What do the lines say from the start of the entries through the one containing "a line accepts."? Repeat them exactly.

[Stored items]
·····
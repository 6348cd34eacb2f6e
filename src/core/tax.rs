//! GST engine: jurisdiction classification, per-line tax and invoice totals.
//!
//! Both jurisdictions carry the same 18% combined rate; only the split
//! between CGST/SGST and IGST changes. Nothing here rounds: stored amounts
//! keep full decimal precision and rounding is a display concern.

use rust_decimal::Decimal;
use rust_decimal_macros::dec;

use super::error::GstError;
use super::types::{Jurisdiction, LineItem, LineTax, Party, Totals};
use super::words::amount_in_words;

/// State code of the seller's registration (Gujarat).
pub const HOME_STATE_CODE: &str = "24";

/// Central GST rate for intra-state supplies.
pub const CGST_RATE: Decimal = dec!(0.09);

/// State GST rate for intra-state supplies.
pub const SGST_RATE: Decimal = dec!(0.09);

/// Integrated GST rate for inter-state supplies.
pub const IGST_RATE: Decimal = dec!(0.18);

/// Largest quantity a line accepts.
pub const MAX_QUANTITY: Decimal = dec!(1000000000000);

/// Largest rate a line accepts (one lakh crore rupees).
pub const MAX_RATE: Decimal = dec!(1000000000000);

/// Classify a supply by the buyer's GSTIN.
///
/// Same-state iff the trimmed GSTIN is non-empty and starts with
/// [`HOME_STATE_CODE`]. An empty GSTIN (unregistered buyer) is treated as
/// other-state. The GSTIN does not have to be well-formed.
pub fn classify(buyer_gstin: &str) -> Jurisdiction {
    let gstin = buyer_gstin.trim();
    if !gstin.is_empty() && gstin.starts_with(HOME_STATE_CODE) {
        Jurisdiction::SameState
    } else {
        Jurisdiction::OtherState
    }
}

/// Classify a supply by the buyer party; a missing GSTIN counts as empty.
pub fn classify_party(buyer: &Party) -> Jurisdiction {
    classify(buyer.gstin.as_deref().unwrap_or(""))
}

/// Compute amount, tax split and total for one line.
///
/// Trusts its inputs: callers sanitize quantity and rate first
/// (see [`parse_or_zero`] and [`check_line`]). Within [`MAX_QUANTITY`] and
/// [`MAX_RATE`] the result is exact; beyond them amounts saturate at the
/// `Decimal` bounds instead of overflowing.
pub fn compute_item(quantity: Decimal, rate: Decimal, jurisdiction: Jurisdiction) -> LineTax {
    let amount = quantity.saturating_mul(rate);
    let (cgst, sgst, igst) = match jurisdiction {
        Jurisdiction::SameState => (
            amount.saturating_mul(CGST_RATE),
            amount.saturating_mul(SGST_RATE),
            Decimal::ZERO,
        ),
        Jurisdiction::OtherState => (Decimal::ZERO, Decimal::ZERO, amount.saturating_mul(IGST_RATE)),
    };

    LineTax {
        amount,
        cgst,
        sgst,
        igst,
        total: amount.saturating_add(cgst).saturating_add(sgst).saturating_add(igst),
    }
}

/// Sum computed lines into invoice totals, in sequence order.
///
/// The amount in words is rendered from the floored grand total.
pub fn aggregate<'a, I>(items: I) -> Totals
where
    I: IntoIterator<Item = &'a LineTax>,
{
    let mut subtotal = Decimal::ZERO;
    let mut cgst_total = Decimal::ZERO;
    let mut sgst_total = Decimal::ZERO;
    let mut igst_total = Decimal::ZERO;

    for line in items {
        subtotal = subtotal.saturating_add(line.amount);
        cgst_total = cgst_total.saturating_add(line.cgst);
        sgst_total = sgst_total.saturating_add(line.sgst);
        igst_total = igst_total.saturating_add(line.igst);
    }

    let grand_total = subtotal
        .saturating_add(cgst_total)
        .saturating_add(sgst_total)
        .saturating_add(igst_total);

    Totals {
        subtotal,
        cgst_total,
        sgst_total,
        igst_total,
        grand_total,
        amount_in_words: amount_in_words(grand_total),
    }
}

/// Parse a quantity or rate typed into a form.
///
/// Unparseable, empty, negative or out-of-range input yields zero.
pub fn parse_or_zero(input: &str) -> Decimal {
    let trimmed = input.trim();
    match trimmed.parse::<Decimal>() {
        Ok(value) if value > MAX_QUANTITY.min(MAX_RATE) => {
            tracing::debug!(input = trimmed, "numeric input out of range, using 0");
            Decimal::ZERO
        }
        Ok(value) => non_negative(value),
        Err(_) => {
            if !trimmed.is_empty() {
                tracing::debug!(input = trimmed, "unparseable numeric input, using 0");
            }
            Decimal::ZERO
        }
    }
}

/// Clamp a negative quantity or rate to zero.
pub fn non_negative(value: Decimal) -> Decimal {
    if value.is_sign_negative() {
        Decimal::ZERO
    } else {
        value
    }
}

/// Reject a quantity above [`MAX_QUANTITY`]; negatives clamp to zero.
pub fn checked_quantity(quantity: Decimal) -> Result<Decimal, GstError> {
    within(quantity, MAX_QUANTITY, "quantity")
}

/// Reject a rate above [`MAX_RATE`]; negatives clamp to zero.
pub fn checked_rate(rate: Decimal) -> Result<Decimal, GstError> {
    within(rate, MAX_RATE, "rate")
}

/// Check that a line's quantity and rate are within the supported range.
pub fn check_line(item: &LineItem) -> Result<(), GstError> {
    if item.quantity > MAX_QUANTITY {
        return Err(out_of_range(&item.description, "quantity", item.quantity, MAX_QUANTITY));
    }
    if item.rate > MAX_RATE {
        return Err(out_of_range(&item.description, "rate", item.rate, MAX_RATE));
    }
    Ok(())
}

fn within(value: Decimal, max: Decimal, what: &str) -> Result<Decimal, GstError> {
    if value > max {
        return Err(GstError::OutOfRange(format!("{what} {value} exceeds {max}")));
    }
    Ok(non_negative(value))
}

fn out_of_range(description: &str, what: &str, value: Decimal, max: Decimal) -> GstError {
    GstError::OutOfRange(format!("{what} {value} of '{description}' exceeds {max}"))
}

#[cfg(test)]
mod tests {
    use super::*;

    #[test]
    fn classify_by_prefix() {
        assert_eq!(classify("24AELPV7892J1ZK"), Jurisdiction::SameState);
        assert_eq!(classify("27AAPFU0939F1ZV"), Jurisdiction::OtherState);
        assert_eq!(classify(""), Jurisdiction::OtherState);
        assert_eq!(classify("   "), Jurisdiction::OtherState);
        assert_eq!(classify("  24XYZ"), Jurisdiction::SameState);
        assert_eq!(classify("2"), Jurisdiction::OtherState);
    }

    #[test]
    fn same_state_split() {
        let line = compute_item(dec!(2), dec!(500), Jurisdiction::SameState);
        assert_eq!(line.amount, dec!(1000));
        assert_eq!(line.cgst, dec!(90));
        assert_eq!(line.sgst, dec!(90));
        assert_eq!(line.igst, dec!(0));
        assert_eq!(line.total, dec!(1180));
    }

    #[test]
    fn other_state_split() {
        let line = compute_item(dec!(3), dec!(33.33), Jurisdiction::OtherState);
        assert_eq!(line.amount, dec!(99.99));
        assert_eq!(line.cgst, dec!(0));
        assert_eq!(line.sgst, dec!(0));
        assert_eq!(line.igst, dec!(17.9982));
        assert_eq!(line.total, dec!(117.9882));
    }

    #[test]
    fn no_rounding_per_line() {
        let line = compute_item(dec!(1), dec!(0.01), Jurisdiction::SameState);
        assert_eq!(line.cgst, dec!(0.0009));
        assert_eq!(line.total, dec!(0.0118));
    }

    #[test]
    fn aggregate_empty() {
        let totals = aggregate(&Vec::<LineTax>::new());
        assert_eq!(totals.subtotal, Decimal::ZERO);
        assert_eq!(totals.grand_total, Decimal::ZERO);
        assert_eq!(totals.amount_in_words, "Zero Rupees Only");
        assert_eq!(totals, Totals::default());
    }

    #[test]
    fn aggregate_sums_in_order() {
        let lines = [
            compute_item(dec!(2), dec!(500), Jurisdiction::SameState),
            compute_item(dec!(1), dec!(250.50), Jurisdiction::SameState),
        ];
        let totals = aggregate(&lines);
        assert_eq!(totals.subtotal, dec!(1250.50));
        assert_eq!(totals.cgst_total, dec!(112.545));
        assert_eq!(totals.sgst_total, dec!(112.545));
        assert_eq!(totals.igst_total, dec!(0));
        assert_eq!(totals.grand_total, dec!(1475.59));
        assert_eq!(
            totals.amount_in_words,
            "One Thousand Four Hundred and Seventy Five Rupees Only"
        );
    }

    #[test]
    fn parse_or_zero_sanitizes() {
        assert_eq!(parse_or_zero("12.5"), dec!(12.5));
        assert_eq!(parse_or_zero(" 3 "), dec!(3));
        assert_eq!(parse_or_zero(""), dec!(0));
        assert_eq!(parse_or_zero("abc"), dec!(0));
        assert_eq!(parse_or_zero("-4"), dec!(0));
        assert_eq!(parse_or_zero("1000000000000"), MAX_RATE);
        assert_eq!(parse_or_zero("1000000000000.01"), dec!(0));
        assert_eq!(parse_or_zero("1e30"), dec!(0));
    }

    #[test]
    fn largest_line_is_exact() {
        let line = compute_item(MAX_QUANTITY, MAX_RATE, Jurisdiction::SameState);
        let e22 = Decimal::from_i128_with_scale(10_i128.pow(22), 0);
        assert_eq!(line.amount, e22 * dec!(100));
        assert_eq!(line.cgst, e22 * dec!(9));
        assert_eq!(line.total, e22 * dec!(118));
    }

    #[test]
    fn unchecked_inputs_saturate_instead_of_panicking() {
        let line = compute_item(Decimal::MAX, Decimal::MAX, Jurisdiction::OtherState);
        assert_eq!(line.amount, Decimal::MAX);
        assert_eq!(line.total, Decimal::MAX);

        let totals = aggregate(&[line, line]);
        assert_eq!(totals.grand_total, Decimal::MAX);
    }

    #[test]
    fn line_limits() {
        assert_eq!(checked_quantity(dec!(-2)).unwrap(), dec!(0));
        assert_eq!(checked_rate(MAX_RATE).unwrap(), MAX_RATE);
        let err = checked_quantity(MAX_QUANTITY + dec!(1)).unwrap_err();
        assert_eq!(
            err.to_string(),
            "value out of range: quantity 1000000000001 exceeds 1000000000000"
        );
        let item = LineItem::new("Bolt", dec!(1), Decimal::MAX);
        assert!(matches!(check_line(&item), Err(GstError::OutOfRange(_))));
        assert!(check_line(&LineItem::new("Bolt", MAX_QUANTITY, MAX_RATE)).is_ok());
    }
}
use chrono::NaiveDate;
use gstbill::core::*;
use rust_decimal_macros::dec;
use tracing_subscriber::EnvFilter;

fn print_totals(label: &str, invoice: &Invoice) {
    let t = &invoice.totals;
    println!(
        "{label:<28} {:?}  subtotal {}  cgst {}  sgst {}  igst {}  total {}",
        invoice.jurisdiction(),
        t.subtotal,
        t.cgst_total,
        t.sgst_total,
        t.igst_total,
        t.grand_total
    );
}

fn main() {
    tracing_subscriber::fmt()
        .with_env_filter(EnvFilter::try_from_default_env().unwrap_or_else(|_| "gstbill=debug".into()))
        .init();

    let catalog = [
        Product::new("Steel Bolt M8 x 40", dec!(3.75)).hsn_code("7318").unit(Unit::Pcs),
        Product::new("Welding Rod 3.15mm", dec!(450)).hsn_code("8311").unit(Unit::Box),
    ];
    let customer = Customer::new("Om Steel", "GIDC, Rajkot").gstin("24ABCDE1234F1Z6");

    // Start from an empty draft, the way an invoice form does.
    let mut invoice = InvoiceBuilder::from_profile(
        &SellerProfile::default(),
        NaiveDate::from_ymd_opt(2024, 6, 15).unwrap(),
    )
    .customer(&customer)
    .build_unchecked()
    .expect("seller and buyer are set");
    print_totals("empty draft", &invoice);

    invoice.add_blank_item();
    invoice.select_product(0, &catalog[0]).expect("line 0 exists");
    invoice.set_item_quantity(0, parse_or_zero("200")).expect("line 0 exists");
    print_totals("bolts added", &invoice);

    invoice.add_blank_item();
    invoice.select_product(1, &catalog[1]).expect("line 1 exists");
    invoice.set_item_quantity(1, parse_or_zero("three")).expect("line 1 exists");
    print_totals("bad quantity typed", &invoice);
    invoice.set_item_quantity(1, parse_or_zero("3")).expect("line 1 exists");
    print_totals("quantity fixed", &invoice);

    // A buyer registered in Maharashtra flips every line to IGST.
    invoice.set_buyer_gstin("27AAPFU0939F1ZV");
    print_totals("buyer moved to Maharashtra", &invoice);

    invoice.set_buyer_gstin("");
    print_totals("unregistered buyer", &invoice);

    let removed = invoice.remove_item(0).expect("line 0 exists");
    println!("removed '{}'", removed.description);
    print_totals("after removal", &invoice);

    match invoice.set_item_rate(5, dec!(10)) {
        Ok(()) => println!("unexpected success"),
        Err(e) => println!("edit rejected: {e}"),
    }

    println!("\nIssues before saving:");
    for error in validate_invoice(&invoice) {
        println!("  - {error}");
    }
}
·····
## Your solution
repository 6348cd34eacb2f6e
filename src/core/tax.rs
//! GST engine: jurisdiction classification, per-line tax and invoice totals.
//!
//! Both jurisdictions carry the same 18% combined rate; only the split
//! between CGST/SGST and IGST changes. Nothing here rounds: stored amounts
//! keep full decimal precision and rounding is a display concern.

use rust_decimal::Decimal;
use rust_decimal_macros::dec;

use super::error::GstError;
use super::types::{Jurisdiction, LineItem, LineTax, Party, Totals};
use super::words::amount_in_words;

/// State code of the seller's registration (Gujarat).
pub const HOME_STATE_CODE: &str = "24";

/// Central GST rate for intra-state supplies.
pub const CGST_RATE: Decimal = dec!(0.09);

/// State GST rate for intra-state supplies.
pub const SGST_RATE: Decimal = dec!(0.09);

/// Integrated GST rate for inter-state supplies.
pub const IGST_RATE: Decimal = dec!(0.18);

/// Largest quantity a line accepts.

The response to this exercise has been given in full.